Characterisation of blastability variation within drill holes using a recurrent neural network with reduced supervision,generative transformer assisted training
Restricted accessReview articleFirst published online June, 2025
Characterisation of blastability variation within drill holes using a recurrent neural network with reduced supervision,generative transformer assisted training
With the increasing availability of computational resources, machine learning (ML) has become a significant and rapidly growing technology. By leveraging geological uncertainties and machine learning techniques, drilling and blasting can be re-focussed from a bulk mining operation to more selective, precise and efficient extraction for ore preconcentration techniques and mine to mill optimisation in critical metal mining and/or lump-to-fine optimisation for iron ore extraction. While ML can have a notable impact on open-pit drilling and blasting, training ML models with small exploration datasets or noisy production data is challenging. To leverage the often limited and noisy data with the aim of improving the accuracy of ML models, this paper presents a generative transformer (i.e.
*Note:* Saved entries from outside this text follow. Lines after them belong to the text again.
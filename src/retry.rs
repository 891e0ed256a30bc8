//! Retry scheduling for transactions that failed with a retryable error.
//!
//! `delay(n) = min(base * 2^n + jitter, cap)` where `jitter` is drawn from
//! `[0, jitter_ratio * base * 2^n]`. With `jitter_ratio < 1` the delay is
//! non-decreasing in `n` for any jitter draw.

use chrono::{DateTime, Utc};
use rand::Rng;
use serde::{Deserialize, Serialize};
use std::time::Duration;

const DEFAULT_BASE_DELAY_MS: u64 = 1_000;
const DEFAULT_MAX_DELAY_MS: u64 = 10_000;
const DEFAULT_JITTER_RATIO: f64 = 0.3;
const DEFAULT_WARN_THRESHOLD: u32 = 5;

#[derive(Debug, Clone, PartialEq, Serialize, Deserialize)]
#[serde(rename_all = "camelCase", default)]
pub struct RetryPolicy {
    pub base_delay_ms: u64,
    pub max_delay_ms: u64,
    pub jitter_ratio: f64,
    /// Retryable failures after which a row is flagged for the operator.
    /// `None` retries forever.
    pub max_retries: Option<u32>,
    /// Retry count at which a warning is logged for the row.
    pub warn_threshold: u32,
}

impl Default for RetryPolicy {
    fn default() -> Self {
        Self {
            base_delay_ms: DEFAULT_BASE_DELAY_MS,
            max_delay_ms: DEFAULT_MAX_DELAY_MS,
            jitter_ratio: DEFAULT_JITTER_RATIO,
            max_retries: None,
            warn_threshold: DEFAULT_WARN_THRESHOLD,
        }
    }
}

impl RetryPolicy {
    /// Delay before the next attempt of an item that has failed
    /// `retry_count` times, with a random jitter draw.
    pub fn delay_for(&self, retry_count: u32) -> Duration {
        let fraction = if self.jitter_ratio > 0.0 {
            rand::rng().random_range(0.0..=self.jitter_ratio)
        } else {
            0.0
        };
        self.delay_with_jitter(retry_count, fraction)
    }

    /// Deterministic variant: `jitter_fraction` is clamped to
    /// `[0, jitter_ratio]`.
    pub fn delay_with_jitter(&self, retry_count: u32, jitter_fraction: f64) -> Duration {
        let cap = self.max_delay_ms;
        let exp = self
            .base_delay_ms
            .saturating_mul(1u64.checked_shl(retry_count.min(63)).unwrap_or(u64::MAX));
        let fraction = jitter_fraction.clamp(0.0, self.jitter_ratio.max(0.0));
        let jitter = (exp as f64 * fraction) as u64;
        Duration::from_millis(exp.saturating_add(jitter).min(cap))
    }

    pub fn next_retry_at(&self, now: DateTime<Utc>, retry_count: u32) -> DateTime<Utc> {
        let delay = self.delay_for(retry_count);
        now + chrono::Duration::milliseconds(delay.as_millis() as i64)
    }

    pub fn is_exhausted(&self, retry_count: u32) -> bool {
        self.max_retries.is_some_and(|max| retry_count >= max)
    }

    pub fn should_warn(&self, retry_count: u32) -> bool {
        self.warn_threshold > 0 && retry_count >= self.warn_threshold
    }
}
TTS-CGAN)-assisted recurrent neural network (RNN) methodology to better understand the variability of blastability index (BI) extracted from the fusion of measurement while drilling (MWD) data (strength and fracture percentage) with rock density from assay information, on a bench scale. An implementation of the proposed method at a platinum mine and an iron ore deposit shows that mixing a small amount of augmented data with real data is beneficial for RNN performance. However, an optimal point exists as the addition of too much synthetic data may introduce additional noise.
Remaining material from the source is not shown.